‘Be Rooted – Hold to This Earth’ reads one of sixteen text-based monotype prints from the series Defend Sacred Mountains, 2018, by Hock E Aye Vi Edgar Heap of Birds, Tsistsistas (Southern Cheyenne of the Cheyenne and Arapaho Tribes). It speaks to the relationship to land – at this moment when America celebrates 250 years since the signing of the Declaration of Independence, to hear the voices of these 38 artists from over 35 Tribal Nations with over 40,000 years of ancestral traditions, knowledge, and memory.
Here are works that reference the land, waters and skies that link us all, yet also a call to action about sovereignty and stolen land, the rape and pillage of ancestral lands, persecution, erasure and resilience. These recurring themes of marginalisation are presented by Indigenous artists across the oceans.
This exhibition was created in dialogue with the artists and Yorkshire Sculpture Park (YSP) alongside Tia Collection, which has, since its inception in Santa Fe in 2007, focused on contemporary Indigenous American art. Emerging artists are included alongside those with significant international reputations, with conversations across generations, media, and Nations.
Welcoming visitors to the Underground Gallery at YSP is a work by Dakota Mace, Diné (Navajo) Kéyah Yinílniih (The Land Remembers), 2026, a vast abstract painting commissioned for this exhibition. It incorporates charcoal from Mace’s homelands mixed with earth and wool from YSP, combining and connecting the two communities. Mace researched the history of local traditional woad and weld dyes and calls the piece “a love letter to Yorkshire, a sharing of stories and memories, working with natural materials and the local community here.”
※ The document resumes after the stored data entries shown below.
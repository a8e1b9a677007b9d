//! Census tract resolution from coordinates.

mod fcc;

pub use fcc::{CensusArea, FipsResolver};
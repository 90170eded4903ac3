//! List and tree commands
//!
//! Flat, annotated listings and reply trees.

use super::Workspace;
use anyhow::Result;
use clap::Args;
use colored::Colorize;
use comments_core::comment::{CommentNode, CommentView, Related};
use comments_core::query::{PaginationInput, SortInput};
use comments_core::{FindParams, HierarchyParams, RecordId, RelatedLookup};

/// Filters shared by both listings
#[derive(Debug, Args)]
pub struct FilterArgs {
    /// Only comments attached to this relation token
    #[arg(long)]
    pub related: Option<String>,

    /// Sort field, optionally suffixed with :asc or :desc (repeatable)
    #[arg(long)]
    pub sort: Vec<String>,

    /// Output as JSON
    #[arg(long)]
    pub json: bool,
}

/// Arguments of `comments list`
#[derive(Debug, Args)]
pub struct ListArgs {
    #[command(flatten)]
    pub filter: FilterArgs,

    /// Page number (selects page-based pagination)
    #[arg(long)]
    pub page: Option<u64>,

    /// Page size (selects page-based pagination)
    #[arg(long)]
    pub page_size: Option<u64>,

    /// Records to skip
    #[arg(long, conflicts_with_all = ["page", "page_size"])]
    pub start: Option<u64>,

    /// Records to return
    #[arg(long, conflicts_with_all = ["page", "page_size"])]
    pub limit: Option<u64>,

    /// Report the total number of matches
    #[arg(long)]
    pub with_count: bool,
}

impl ListArgs {
    fn pagination(&self) -> Option<PaginationInput> {
        let requested = self.page.is_some()
            || self.page_size.is_some()
            || self.start.is_some()
            || self.limit.is_some()
            || self.with_count;
        if !requested {
            return None;
        }
        let mut input = PaginationInput {
            page: self.page.map(Into::into),
            page_size: self.page_size.map(Into::into),
            start: self.start.map(Into::into),
            limit: self.limit.map(Into::into),
            with_count: None,
        };
        if self.with_count {
            input = input.with_count();
        }
        Some(input)
    }
}

/// Arguments of `comments tree`
#[derive(Debug, Args)]
pub struct TreeArgs {
    #[command(flatten)]
    pub filter: FilterArgs,

    /// Show the replies of this comment instead of the roots
    #[arg(long)]
    pub from: Option<String>,

    /// Hide blocked threads entirely
    #[arg(long)]
    pub drop_blocked: bool,
}

fn find_params(filter: &FilterArgs) -> FindParams {
    let mut params = FindParams::new();
    if let Some(related) = &filter.related {
        params = params.related(related.clone());
    }
    if !filter.sort.is_empty() {
        params.sort = Some(SortInput::Many(filter.sort.clone()));
    }
    params
}

/// Execute `comments list`
pub async fn execute_list(workspace: &Workspace, args: ListArgs) -> Result<()> {
    let mut params = find_params(&args.filter);
    params.pagination = args.pagination();

    let page = workspace.service.find_all_flat(&params, RelatedLookup::Batch).await?;

    if args.filter.json {
        println!("{}", serde_json::to_string_pretty(&page)?);
        return Ok(());
    }

    if page.data.is_empty() {
        println!("No comments found.");
        return Ok(());
    }

    println!("{}", "Comments:".bold().underline());
    println!();
    for comment in &page.data {
        print_comment(comment, 1);
        if let Some(thread) = &comment.thread {
            if thread.has_children {
                println!(
                    "    {}",
                    format!("{} direct replies", thread.immediate_child_count).dimmed()
                );
            }
        }
    }
    if let Some(meta) = &page.meta {
        println!();
        println!("{}", serde_json::to_string(&meta.pagination)?.dimmed());
    }
    Ok(())
}

/// Execute `comments tree`
pub async fn execute_tree(workspace: &Workspace, args: TreeArgs) -> Result<()> {
    let params = HierarchyParams {
        find: find_params(&args.filter),
        starting_from: args.from.as_deref().map(RecordId::parse),
        drop_blocked_threads: args.drop_blocked,
    };

    let forest = workspace
        .service
        .find_all_in_hierarchy(&params, RelatedLookup::Batch)
        .await?;

    if args.filter.json {
        println!("{}", serde_json::to_string_pretty(&forest)?);
        return Ok(());
    }

    if forest.is_empty() {
        println!("No comments found.");
        return Ok(());
    }
    for node in &forest {
        print_node(node, 1);
    }
    let total: usize = forest.iter().map(CommentNode::size).sum();
    println!();
    println!(
        "{}",
        format!("{} threads, {} comments", forest.len(), total).dimmed()
    );
    Ok(())
}

fn print_node(node: &CommentNode, depth: usize) {
    print_comment(&node.comment, depth);
    for child in &node.children {
        print_node(child, depth + 1);
    }
}

fn print_comment(comment: &CommentView, depth: usize) {
    let indent = "  ".repeat(depth);
    let author = comment
        .author
        .as_ref()
        .and_then(|a| a.name.clone())
        .unwrap_or_else(|| "anonymous".to_string());

    let mut flags = Vec::new();
    if comment.blocked {
        flags.push("blocked".red().to_string());
    }
    if comment.blocked_thread {
        flags.push("thread blocked".red().to_string());
    }
    let flags = if flags.is_empty() {
        String::new()
    } else {
        format!(" [{}]", flags.join(", "))
    };

    println!(
        "{}{} {}{}: {}",
        indent,
        format!("#{}", comment.id).green(),
        author.cyan(),
        flags,
        comment.content
    );
    if let Some(Related::Entity(entity)) = &comment.related {
        if let Some(title) = entity.get("title").and_then(|t| t.as_str()) {
            println!("{}  {}", indent, format!("on {}", title).dimmed());
        }
    }
}
//! Core type definitions for the comments engine

use serde::de::{self, Deserializer, Visitor};
use serde::{Deserialize, Serialize, Serializer};
use std::collections::HashMap;
use std::fmt;

/// Identifier of a record in the store
///
/// Numeric when the raw value parses as an integer, opaque string otherwise,
/// so `"42"` and `42` address the same record.
#[derive(Debug, Clone, PartialEq, Eq, Hash, PartialOrd, Ord)]
pub enum RecordId {
    Int(i64),
    Str(String),
}

impl RecordId {
    /// Coerce a raw identifier string
    pub fn parse(s: &str) -> Self {
        match s.trim().parse::<i64>() {
            Ok(n) => RecordId::Int(n),
            Err(_) => RecordId::Str(s.to_string()),
        }
    }

    /// Read an identifier out of a JSON value
    pub fn from_value(value: &serde_json::Value) -> Option<Self> {
        match value {
            serde_json::Value::Number(n) => n.as_i64().map(RecordId::Int),
            serde_json::Value::String(s) => Some(RecordId::parse(s)),
            _ => None,
        }
    }

    /// Convert to a JSON value
    pub fn to_value(&self) -> serde_json::Value {
        match self {
            RecordId::Int(n) => serde_json::Value::from(*n),
            RecordId::Str(s) => serde_json::Value::from(s.as_str()),
        }
    }

    /// Check if this is a numeric identifier
    pub fn is_numeric(&self) -> bool {
        matches!(self, RecordId::Int(_))
    }
}

impl From<i64> for RecordId {
    fn from(n: i64) -> Self {
        RecordId::Int(n)
    }
}

impl From<&str> for RecordId {
    fn from(s: &str) -> Self {
        RecordId::parse(s)
    }
}

impl fmt::Display for RecordId {
    fn fmt(&self, f: &mut fmt::Formatter<'_>) -> fmt::Result {
        match self {
            RecordId::Int(n) => write!(f, "{}", n),
            RecordId::Str(s) => write!(f, "{}", s),
        }
    }
}

impl Serialize for RecordId {
    fn serialize<S: Serializer>(&self, serializer: S) -> Result<S::Ok, S::Error> {
        match self {
            RecordId::Int(n) => serializer.serialize_i64(*n),
            RecordId::Str(s) => serializer.serialize_str(s),
        }
    }
}

impl<'de> Deserialize<'de> for RecordId {
    fn deserialize<D: Deserializer<'de>>(deserializer: D) -> Result<Self, D::Error> {
        struct RecordIdVisitor;

        impl<'de> Visitor<'de> for RecordIdVisitor {
            type Value = RecordId;

            fn expecting(&self, f: &mut fmt::Formatter<'_>) -> fmt::Result {
                f.write_str("an integer or string identifier")
            }

            fn visit_i64<E: de::Error>(self, v: i64) -> Result<RecordId, E> {
                Ok(RecordId::Int(v))
            }

            fn visit_u64<E: de::Error>(self, v: u64) -> Result<RecordId, E> {
                i64::try_from(v)
                    .map(RecordId::Int)
                    .map_err(|_| E::custom(format!("identifier {} out of range", v)))
            }

            fn visit_str<E: de::Error>(self, v: &str) -> Result<RecordId, E> {
                Ok(RecordId::parse(v))
            }
        }

        deserializer.deserialize_any(RecordIdVisitor)
    }
}

/// Extra record fields the engine does not model explicitly
#[derive(Debug, Clone, Default, PartialEq, Serialize, Deserialize)]
pub struct Extensions {
    #[serde(flatten)]
    pub data: HashMap<String, serde_json::Value>,
}

impl Extensions {
    /// Create empty extensions
    pub fn new() -> Self {
        Self::default()
    }

    /// Check if extensions is empty
    pub fn is_empty(&self) -> bool {
        self.data.is_empty()
    }

    /// Get a value by key
    pub fn get(&self, key: &str) -> Option<&serde_json::Value> {
        self.data.get(key)
    }

    /// Set a value by key
    pub fn set<T: Serialize>(&mut self, key: impl Into<String>, value: T) {
        if let Ok(v) = serde_json::to_value(value) {
            self.data.insert(key.into(), v);
        }
    }

    /// Remove a value by key
    pub fn remove(&mut self, key: &str) -> Option<serde_json::Value> {
        self.data.remove(key)
    }
}
//! Comment validation

use super::model::{NewAuthor, NewComment};
use crate::error::{CommentsError, Result};

/// Maximum comment length (default)
pub const MAX_COMMENT_LENGTH: usize = 10000;

/// Minimum comment length
pub const MIN_COMMENT_LENGTH: usize = 1;

/// Validator for submitted comments
pub struct CommentValidator {
    max_length: usize,
    min_length: usize,
}

impl CommentValidator {
    /// Create a new validator with default settings
    pub fn new() -> Self {
        Self {
            max_length: MAX_COMMENT_LENGTH,
            min_length: MIN_COMMENT_LENGTH,
        }
    }

    /// Create a new validator with custom max length
    pub fn with_max_length(max_length: usize) -> Self {
        Self {
            max_length,
            min_length: MIN_COMMENT_LENGTH,
        }
    }

    /// Validate comment content
    pub fn validate_content(&self, content: &str) -> Result<()> {
        let length = content.trim().chars().count();

        if length < self.min_length {
            return Err(CommentsError::Validation(
                "Comment content cannot be empty".to_string(),
            ));
        }

        if length > self.max_length {
            return Err(CommentsError::Validation(format!(
                "Comment content exceeds maximum length of {} characters",
                self.max_length
            )));
        }

        Ok(())
    }

    /// Validate the author descriptor
    pub fn validate_author(&self, author: &NewAuthor) -> Result<()> {
        if let NewAuthor::Anonymous { name, email, .. } = author {
            if name.trim().is_empty() {
                return Err(CommentsError::Validation(
                    "Author name cannot be empty".to_string(),
                ));
            }
            if !email.contains('@') {
                return Err(CommentsError::Validation(format!(
                    "Author email '{}' is not valid",
                    email
                )));
            }
        }
        Ok(())
    }

    /// Validate a complete submission
    pub fn validate(&self, comment: &NewComment) -> Result<()> {
        self.validate_content(&comment.content)?;
        self.validate_author(&comment.author)
    }
}

impl Default for CommentValidator {
    fn default() -> Self {
        Self::new()
    }
}
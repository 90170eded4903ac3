//! In-memory stores for testing

use super::{ConfigStore, RecordStore};
use crate::error::{CommentsError, Result};
use crate::query::{Criteria, Filter};
use async_trait::async_trait;
use serde_json::{Map, Value};
use std::collections::HashMap;
use std::sync::{Mutex, RwLock};

/// Injected failures
#[derive(Debug, Default)]
struct Faults {
    /// Queries carrying this equality filter fail
    fail_on: Vec<(String, Value)>,
    /// Every query on these collections fails
    failing_collections: Vec<String>,
    /// Updates touch at most this many records
    update_cap: Option<usize>,
}

/// In-memory record store with fault injection
#[derive(Default)]
pub struct MemoryStore {
    collections: RwLock<HashMap<String, Vec<Value>>>,
    faults: RwLock<Faults>,
    calls: Mutex<Vec<String>>,
}

impl MemoryStore {
    /// Create an empty store
    pub fn new() -> Self {
        Self::default()
    }

    /// Create a store with one pre-filled collection
    pub fn with_records(collection: &str, records: Vec<Value>) -> Self {
        let store = Self::new();
        store.insert(collection, records);
        store
    }

    /// Append records to a collection
    pub fn insert(&self, collection: &str, records: Vec<Value>) {
        let mut collections = self.collections.write().unwrap();
        collections
            .entry(collection.to_string())
            .or_default()
            .extend(records);
    }

    /// Snapshot of a collection
    pub fn records(&self, collection: &str) -> Vec<Value> {
        let collections = self.collections.read().unwrap();
        collections.get(collection).cloned().unwrap_or_default()
    }

    /// Fail every query carrying `field = value`
    pub fn fail_on(&self, field: &str, value: Value) {
        self.faults
            .write()
            .unwrap()
            .fail_on
            .push((field.to_string(), value));
    }

    /// Fail every query against `collection`
    pub fn fail_collection(&self, collection: &str) {
        self.faults
            .write()
            .unwrap()
            .failing_collections
            .push(collection.to_string());
    }

    /// Limit how many records a single update touches
    pub fn cap_updates(&self, cap: usize) {
        self.faults.write().unwrap().update_cap = Some(cap);
    }

    /// Logged operations as `op:collection`
    pub fn calls(&self) -> Vec<String> {
        self.calls.lock().unwrap().clone()
    }

    fn record_call(&self, op: &str, collection: &str) {
        self.calls
            .lock()
            .unwrap()
            .push(format!("{}:{}", op, collection));
    }

    fn check_faults(&self, collection: &str, criteria: &Criteria) -> Result<()> {
        let faults = self.faults.read().unwrap();
        if faults.failing_collections.iter().any(|c| c == collection) {
            return Err(CommentsError::Store(format!(
                "injected failure on collection {}",
                collection
            )));
        }
        for filter in &criteria.filters {
            if let Filter::Eq(field, value) = filter {
                if faults.fail_on.iter().any(|(f, v)| f == field && v == value) {
                    return Err(CommentsError::Store(format!(
                        "injected failure on {} = {}",
                        field, value
                    )));
                }
            }
        }
        Ok(())
    }
}

#[async_trait]
impl RecordStore for MemoryStore {
    async fn find_one(&self, collection: &str, criteria: &Criteria) -> Result<Option<Value>> {
        self.record_call("find_one", collection);
        self.check_faults(collection, criteria)?;
        Ok(criteria.apply(self.records(collection)).into_iter().next())
    }

    async fn find_many(&self, collection: &str, criteria: &Criteria) -> Result<Vec<Value>> {
        self.record_call("find_many", collection);
        self.check_faults(collection, criteria)?;
        Ok(criteria.apply(self.records(collection)))
    }

    async fn find_with_count(
        &self,
        collection: &str,
        criteria: &Criteria,
    ) -> Result<(Vec<Value>, u64)> {
        self.record_call("find_with_count", collection);
        self.check_faults(collection, criteria)?;
        let records = self.records(collection);
        let total = criteria.count(&records);
        Ok((criteria.apply(records), total))
    }

    async fn count(&self, collection: &str, criteria: &Criteria) -> Result<u64> {
        self.record_call("count", collection);
        self.check_faults(collection, criteria)?;
        Ok(criteria.count(&self.records(collection)))
    }

    async fn update_many(
        &self,
        collection: &str,
        criteria: &Criteria,
        patch: &Map<String, Value>,
    ) -> Result<Vec<Value>> {
        self.record_call("update_many", collection);
        self.check_faults(collection, criteria)?;
        let cap = self.faults.read().unwrap().update_cap.unwrap_or(usize::MAX);

        let mut collections = self.collections.write().unwrap();
        let records = collections.entry(collection.to_string()).or_default();
        let mut updated = Vec::new();
        for record in records.iter_mut().filter(|r| criteria.matches(r)) {
            if updated.len() >= cap {
                break;
            }
            if let Value::Object(map) = record {
                for (key, value) in patch {
                    map.insert(key.clone(), value.clone());
                }
            }
            updated.push(record.clone());
        }
        Ok(updated)
    }
}

/// In-memory configuration store
#[derive(Default)]
pub struct MemoryConfigStore {
    documents: RwLock<HashMap<String, Value>>,
}

impl MemoryConfigStore {
    /// Create a store without a remote document
    pub fn new() -> Self {
        Self::default()
    }

    /// Create a store holding `doc` as the remote document
    pub fn with_document(doc: Value) -> Self {
        let store = Self::new();
        store
            .documents
            .write()
            .unwrap()
            .insert(crate::config::REMOTE_CONFIG_KEY.to_string(), doc);
        store
    }
}

#[async_trait]
impl ConfigStore for MemoryConfigStore {
    async fn get(&self, key: &str) -> Result<Option<Value>> {
        Ok(self.documents.read().unwrap().get(key).cloned())
    }
}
First Gallery installation shot including Rose B Simpson, Tonantzin
This work and most in the first gallery speak to materiality and the relationship to natural materials. A sculpture by Rose B. Simpson, Khaʼpʼo Owingeh (Santa Clara Pueblo), entitled Tonantzin, 2021, depicts a pre-colonial Aztec Empire earth goddess holding a piece of unfired clay in her hand, connecting her to the earth, with flowers growing at her feet. The ceramic figure is outlined by an array of brass pins representing rays of light. Spanish missionaries later morphed Tonantzin into a depiction of the Virgin of Guadalupe, those same rays emanating from her outline. Simpson’s mother is artist Roxanne Swentzell, and her work, Making Oneself, 2000, speaks to how similar traditions of working with clay have passed through their family, yet are expressed in very different ways. It shows a figure literally in the act of moulding the clay to create their own leg, like a claymation figure. This tradition dates back thousands of years through generations of Pueblo women.
The large central gallery features works that address the ongoing legacies of colonialism, stolen land and sovereignty, identity, activism, protest and resistance, and the protection of sacred sites. Zoë Urness, Ani’-Yun’wiya (Cherokee), Lingit Ch’aak’ Neix.Ádi (Tlingit from the Eagle Moiety, Eagle Clan), in her work No More Stolen Sisters, 2019, focuses on the Missing and Murdered Indigenous Women and Girls movement, placing a red handprint over their mouths. It’s an extremely powerful image: the women staring defiantly and directly at the viewer, the red more striking in contrast against the black and white photograph.
Blood and Arrows of Stereotypes, 2025, by DC Allen, Apsáalooke (Crow/Absaroka) incorporates an old poster from 1911 advertising stolen Native land for sale by the US government, a Crow Elder pierced Saint Sebastian-like with arrows superimposed over. It speaks to forced relocation and the reservations where many of the artists grew up and still live, highlighting those who fight to preserve ancestral knowledge, language, and culture.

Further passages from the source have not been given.